## ABOUT THIS EXERCISE
Across all the entries below, how many lines contain the string "enum"? The number by itself is the answer.

Saved data entries:
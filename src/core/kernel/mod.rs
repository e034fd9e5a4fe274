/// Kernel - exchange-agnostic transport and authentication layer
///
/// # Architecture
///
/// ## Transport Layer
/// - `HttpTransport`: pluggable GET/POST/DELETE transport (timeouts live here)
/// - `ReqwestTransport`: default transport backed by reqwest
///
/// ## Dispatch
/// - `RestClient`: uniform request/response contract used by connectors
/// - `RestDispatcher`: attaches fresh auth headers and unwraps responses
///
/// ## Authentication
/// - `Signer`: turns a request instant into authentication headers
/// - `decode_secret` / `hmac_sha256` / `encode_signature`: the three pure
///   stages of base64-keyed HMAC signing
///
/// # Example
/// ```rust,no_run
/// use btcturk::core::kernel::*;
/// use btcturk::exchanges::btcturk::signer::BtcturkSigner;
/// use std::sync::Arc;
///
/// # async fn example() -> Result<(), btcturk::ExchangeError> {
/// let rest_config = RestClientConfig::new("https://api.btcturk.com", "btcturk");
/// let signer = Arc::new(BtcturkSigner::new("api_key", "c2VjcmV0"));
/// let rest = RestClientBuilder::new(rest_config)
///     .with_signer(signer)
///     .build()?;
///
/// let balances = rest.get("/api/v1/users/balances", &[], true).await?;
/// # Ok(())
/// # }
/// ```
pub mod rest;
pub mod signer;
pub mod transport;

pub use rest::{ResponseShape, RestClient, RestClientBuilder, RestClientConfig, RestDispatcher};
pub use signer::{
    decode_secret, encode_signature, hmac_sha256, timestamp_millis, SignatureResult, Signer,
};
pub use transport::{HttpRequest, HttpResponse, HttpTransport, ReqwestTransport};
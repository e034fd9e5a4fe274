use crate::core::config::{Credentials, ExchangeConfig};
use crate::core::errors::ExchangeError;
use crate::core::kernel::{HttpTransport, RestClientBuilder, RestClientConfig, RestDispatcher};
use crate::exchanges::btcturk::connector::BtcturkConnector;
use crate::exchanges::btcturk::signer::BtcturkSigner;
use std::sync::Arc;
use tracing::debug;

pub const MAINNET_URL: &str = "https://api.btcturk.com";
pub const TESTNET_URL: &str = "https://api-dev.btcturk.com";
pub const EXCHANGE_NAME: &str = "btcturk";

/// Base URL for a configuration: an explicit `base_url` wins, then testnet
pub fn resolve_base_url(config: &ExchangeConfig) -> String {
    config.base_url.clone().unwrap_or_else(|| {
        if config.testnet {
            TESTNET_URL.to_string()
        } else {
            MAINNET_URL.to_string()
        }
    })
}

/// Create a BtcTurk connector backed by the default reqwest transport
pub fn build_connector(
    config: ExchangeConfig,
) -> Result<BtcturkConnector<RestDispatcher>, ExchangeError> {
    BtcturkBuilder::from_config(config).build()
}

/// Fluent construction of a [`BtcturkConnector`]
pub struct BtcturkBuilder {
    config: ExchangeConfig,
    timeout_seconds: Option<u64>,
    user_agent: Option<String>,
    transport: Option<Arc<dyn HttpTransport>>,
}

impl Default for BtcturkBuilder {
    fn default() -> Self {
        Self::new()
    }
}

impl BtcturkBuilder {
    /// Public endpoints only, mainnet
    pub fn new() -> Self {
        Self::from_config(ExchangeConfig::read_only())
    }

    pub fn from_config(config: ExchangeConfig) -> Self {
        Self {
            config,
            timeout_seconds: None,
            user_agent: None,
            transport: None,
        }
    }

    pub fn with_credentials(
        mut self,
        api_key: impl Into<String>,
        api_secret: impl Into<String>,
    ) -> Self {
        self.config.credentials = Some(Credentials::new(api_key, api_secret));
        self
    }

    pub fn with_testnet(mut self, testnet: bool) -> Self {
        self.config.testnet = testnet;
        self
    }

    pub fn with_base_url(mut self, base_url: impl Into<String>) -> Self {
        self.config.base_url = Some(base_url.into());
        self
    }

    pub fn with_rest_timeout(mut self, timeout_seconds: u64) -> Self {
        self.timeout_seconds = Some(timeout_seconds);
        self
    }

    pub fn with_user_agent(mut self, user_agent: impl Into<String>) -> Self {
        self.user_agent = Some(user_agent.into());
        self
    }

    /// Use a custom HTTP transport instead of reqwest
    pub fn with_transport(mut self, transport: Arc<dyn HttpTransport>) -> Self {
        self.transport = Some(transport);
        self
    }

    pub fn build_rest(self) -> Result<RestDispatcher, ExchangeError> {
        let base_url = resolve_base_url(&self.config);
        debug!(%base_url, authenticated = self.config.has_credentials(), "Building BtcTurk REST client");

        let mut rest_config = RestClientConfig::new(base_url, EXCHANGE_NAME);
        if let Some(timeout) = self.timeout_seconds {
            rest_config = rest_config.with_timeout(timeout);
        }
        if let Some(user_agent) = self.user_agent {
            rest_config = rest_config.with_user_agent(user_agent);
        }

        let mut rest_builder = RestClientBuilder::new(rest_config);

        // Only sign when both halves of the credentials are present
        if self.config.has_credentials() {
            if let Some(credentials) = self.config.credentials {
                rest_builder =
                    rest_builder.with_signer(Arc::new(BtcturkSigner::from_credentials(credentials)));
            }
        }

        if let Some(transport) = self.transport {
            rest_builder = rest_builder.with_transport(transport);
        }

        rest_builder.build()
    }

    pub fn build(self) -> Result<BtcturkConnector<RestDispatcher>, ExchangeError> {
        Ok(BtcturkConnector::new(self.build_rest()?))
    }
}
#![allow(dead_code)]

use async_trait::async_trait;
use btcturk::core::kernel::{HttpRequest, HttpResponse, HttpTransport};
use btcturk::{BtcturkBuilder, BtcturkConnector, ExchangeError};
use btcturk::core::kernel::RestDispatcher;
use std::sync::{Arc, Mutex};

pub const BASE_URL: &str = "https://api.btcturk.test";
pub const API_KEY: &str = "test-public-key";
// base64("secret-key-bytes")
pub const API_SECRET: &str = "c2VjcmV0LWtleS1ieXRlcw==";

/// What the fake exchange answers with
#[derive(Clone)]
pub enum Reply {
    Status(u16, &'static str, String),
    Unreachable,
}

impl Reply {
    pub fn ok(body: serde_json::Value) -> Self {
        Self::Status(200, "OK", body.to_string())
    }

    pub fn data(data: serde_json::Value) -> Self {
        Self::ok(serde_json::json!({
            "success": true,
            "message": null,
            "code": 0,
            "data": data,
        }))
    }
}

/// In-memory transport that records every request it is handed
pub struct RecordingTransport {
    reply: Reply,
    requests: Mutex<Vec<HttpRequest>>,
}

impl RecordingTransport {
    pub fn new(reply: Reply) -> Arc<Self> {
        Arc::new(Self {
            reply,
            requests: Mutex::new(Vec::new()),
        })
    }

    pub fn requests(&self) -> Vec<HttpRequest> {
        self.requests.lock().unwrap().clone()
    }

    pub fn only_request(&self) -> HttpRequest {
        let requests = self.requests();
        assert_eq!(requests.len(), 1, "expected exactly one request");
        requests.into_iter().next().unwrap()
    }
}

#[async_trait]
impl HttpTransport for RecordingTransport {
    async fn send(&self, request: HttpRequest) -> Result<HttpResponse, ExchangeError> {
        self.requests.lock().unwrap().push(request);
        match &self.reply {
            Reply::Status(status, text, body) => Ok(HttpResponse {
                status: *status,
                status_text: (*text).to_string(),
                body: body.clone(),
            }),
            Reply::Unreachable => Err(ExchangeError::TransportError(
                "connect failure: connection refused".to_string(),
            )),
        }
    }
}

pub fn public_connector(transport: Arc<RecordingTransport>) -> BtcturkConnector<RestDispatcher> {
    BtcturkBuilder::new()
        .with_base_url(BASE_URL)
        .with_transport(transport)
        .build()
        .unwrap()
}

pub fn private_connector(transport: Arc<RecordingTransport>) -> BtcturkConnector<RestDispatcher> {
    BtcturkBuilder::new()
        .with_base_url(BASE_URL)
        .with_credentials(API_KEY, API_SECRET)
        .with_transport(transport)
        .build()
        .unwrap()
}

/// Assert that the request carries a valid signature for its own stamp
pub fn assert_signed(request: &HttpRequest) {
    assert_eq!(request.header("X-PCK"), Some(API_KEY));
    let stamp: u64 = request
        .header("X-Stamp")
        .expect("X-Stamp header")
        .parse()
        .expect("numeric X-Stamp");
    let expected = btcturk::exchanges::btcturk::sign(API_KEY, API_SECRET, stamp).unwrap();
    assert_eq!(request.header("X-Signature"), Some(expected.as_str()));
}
---
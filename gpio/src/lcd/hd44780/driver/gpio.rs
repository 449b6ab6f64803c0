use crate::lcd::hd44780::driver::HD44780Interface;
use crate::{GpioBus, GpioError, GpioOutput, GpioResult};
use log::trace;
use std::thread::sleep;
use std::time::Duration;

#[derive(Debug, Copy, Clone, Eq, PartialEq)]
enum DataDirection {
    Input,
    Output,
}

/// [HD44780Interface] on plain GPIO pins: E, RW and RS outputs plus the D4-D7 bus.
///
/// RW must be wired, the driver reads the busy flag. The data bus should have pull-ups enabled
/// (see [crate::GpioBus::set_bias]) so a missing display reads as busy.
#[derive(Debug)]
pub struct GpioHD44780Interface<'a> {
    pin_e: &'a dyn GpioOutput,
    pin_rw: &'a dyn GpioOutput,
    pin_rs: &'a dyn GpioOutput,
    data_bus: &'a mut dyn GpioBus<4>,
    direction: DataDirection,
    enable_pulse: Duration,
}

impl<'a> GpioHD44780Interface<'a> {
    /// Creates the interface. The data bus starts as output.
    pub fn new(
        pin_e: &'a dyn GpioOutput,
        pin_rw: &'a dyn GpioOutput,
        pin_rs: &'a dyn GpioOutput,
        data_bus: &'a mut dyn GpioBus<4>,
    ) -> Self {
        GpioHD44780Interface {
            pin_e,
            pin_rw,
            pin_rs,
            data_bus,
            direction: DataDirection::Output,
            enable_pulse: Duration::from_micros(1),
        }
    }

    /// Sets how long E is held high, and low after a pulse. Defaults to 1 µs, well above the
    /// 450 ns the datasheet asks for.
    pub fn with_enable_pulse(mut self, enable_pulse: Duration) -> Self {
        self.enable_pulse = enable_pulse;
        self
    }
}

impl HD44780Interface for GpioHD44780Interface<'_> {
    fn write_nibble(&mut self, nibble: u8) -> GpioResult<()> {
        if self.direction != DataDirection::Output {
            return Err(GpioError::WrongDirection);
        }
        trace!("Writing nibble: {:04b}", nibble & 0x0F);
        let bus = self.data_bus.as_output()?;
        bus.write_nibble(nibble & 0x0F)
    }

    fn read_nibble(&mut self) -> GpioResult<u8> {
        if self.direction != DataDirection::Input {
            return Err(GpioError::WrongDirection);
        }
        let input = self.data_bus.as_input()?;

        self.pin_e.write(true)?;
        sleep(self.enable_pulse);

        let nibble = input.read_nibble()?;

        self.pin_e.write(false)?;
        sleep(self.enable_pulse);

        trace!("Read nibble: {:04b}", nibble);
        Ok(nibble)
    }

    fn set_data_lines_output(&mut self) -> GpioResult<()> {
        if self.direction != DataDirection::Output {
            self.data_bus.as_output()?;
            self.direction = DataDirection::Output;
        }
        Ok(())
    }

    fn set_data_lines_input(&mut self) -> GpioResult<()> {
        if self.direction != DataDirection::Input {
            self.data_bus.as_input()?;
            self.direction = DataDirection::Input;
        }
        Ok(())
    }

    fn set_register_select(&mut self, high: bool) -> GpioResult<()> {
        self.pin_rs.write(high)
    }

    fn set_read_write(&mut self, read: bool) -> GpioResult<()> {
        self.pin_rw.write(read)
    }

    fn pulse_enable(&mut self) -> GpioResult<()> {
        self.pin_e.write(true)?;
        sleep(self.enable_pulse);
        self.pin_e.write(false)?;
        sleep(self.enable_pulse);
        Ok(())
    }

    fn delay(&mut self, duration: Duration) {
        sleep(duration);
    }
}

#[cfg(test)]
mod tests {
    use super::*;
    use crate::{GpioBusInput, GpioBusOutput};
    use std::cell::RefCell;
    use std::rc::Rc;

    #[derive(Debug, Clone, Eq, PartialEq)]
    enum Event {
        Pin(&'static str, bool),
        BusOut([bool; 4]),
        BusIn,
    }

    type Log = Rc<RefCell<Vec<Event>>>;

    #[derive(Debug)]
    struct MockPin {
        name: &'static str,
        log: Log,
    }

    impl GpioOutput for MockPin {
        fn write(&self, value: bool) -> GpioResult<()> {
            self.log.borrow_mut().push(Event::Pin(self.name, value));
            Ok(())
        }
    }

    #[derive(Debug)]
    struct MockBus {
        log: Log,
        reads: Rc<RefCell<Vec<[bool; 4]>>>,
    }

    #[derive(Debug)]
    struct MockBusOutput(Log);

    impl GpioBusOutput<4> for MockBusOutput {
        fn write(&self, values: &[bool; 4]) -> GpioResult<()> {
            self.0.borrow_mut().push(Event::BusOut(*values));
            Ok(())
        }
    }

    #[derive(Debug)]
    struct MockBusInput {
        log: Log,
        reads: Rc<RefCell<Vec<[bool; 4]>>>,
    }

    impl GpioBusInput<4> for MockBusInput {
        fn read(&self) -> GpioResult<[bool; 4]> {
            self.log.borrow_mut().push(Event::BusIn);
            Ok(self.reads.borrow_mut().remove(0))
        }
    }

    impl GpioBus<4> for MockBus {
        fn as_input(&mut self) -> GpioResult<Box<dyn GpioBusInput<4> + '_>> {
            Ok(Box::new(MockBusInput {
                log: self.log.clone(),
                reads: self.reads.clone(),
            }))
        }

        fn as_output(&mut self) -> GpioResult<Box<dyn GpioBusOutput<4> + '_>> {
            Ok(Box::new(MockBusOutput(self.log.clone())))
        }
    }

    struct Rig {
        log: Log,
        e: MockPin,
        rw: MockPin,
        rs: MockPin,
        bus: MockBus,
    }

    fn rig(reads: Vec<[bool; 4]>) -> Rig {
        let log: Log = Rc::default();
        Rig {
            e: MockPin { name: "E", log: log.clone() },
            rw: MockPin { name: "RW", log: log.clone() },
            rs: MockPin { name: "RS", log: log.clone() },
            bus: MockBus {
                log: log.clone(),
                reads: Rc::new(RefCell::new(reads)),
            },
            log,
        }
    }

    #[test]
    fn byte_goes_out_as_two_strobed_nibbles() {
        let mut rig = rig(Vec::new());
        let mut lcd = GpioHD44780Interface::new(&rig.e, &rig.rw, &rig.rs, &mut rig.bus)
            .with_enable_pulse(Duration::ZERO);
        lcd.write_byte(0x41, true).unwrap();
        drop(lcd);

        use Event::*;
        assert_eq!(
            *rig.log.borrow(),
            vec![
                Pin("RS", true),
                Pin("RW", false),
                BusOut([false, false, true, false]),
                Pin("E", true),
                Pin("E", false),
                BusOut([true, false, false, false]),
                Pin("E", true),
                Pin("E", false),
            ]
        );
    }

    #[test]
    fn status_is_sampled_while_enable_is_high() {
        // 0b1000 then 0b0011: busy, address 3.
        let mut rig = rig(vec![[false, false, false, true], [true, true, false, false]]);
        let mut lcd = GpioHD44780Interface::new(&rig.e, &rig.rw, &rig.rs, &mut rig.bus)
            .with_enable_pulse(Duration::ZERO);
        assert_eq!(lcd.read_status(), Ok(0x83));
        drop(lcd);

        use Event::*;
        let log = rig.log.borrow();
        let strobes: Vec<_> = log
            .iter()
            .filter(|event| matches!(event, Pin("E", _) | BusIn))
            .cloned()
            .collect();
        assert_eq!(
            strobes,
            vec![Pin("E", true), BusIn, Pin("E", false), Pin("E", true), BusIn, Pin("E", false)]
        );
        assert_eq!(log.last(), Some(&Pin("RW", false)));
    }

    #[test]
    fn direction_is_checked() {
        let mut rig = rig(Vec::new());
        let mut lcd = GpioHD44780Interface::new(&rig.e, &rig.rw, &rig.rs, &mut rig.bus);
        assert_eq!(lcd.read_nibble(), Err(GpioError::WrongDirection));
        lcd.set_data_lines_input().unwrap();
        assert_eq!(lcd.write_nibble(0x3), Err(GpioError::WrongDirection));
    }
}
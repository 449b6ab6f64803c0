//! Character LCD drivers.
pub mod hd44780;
==
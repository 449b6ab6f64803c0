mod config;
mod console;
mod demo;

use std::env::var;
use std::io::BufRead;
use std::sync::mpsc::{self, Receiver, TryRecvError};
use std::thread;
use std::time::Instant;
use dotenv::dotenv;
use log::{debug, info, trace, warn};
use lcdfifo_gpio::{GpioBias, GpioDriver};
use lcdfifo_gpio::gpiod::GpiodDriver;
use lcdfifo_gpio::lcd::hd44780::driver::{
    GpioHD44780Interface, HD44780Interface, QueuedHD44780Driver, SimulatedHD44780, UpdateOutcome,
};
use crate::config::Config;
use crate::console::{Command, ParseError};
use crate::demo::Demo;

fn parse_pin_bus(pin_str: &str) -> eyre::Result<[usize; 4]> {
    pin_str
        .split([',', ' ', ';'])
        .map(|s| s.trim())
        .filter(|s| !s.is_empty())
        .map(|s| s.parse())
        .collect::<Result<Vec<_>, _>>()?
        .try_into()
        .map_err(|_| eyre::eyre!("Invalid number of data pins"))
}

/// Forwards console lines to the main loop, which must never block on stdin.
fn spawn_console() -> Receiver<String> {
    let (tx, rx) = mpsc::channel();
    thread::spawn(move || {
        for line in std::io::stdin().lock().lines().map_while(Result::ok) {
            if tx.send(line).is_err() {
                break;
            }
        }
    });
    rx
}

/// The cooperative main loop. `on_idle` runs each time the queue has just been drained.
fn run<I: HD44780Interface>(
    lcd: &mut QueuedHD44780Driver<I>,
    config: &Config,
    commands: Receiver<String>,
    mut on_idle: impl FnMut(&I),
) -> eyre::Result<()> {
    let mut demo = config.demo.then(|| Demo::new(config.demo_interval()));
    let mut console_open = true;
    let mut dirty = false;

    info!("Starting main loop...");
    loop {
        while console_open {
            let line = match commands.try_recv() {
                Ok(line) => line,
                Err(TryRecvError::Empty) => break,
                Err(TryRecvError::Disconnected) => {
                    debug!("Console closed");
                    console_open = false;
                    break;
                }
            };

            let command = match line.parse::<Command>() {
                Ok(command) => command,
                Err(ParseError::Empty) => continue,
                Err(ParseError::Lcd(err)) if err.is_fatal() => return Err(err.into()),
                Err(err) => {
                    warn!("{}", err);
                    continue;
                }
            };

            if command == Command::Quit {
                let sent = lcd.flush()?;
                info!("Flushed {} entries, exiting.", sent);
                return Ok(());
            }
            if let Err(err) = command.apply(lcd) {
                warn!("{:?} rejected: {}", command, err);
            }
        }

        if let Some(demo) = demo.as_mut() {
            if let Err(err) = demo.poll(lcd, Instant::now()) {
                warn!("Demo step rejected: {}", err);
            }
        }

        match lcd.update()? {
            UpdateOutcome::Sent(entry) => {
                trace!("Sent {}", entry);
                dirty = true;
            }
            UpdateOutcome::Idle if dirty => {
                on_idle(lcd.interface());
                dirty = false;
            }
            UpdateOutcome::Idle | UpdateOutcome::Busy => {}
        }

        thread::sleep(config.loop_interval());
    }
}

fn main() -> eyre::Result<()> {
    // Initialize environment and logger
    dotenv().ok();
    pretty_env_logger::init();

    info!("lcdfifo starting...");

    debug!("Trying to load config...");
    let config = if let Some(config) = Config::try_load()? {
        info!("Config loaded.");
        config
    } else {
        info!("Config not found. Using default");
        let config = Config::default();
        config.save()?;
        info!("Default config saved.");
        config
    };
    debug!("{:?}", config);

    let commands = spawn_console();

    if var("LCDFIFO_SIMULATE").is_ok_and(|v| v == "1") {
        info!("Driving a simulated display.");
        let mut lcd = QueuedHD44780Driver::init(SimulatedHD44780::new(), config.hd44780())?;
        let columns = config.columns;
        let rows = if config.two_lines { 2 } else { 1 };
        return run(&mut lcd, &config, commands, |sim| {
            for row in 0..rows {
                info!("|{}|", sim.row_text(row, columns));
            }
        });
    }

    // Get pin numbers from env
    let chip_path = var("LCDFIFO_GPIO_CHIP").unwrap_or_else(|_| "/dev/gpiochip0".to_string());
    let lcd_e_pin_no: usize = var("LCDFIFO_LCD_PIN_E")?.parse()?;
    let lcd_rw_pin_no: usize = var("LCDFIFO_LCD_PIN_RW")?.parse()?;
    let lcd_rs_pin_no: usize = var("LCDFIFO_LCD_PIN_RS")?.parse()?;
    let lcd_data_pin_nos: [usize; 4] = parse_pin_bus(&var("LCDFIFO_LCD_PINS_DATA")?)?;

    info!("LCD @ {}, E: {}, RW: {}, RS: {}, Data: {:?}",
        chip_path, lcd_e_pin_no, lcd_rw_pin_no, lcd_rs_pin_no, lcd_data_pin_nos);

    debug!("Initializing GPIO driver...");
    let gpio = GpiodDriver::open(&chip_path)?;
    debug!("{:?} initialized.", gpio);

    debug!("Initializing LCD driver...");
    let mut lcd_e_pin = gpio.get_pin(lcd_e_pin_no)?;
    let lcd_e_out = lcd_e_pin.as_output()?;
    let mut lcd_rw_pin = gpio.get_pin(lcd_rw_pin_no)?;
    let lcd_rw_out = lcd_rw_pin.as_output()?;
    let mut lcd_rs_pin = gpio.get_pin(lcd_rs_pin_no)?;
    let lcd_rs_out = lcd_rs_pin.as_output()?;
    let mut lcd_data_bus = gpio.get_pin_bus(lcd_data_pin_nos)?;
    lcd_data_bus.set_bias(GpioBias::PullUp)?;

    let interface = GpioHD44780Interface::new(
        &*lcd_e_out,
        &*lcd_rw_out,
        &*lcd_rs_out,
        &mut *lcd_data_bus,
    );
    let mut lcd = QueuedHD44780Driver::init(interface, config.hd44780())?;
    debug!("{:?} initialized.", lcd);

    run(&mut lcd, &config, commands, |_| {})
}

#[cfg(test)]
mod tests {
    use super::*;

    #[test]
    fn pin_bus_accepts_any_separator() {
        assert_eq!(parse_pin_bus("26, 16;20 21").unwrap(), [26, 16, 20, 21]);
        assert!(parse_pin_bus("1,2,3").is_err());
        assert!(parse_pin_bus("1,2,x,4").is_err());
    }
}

## RESPONSE BOX
3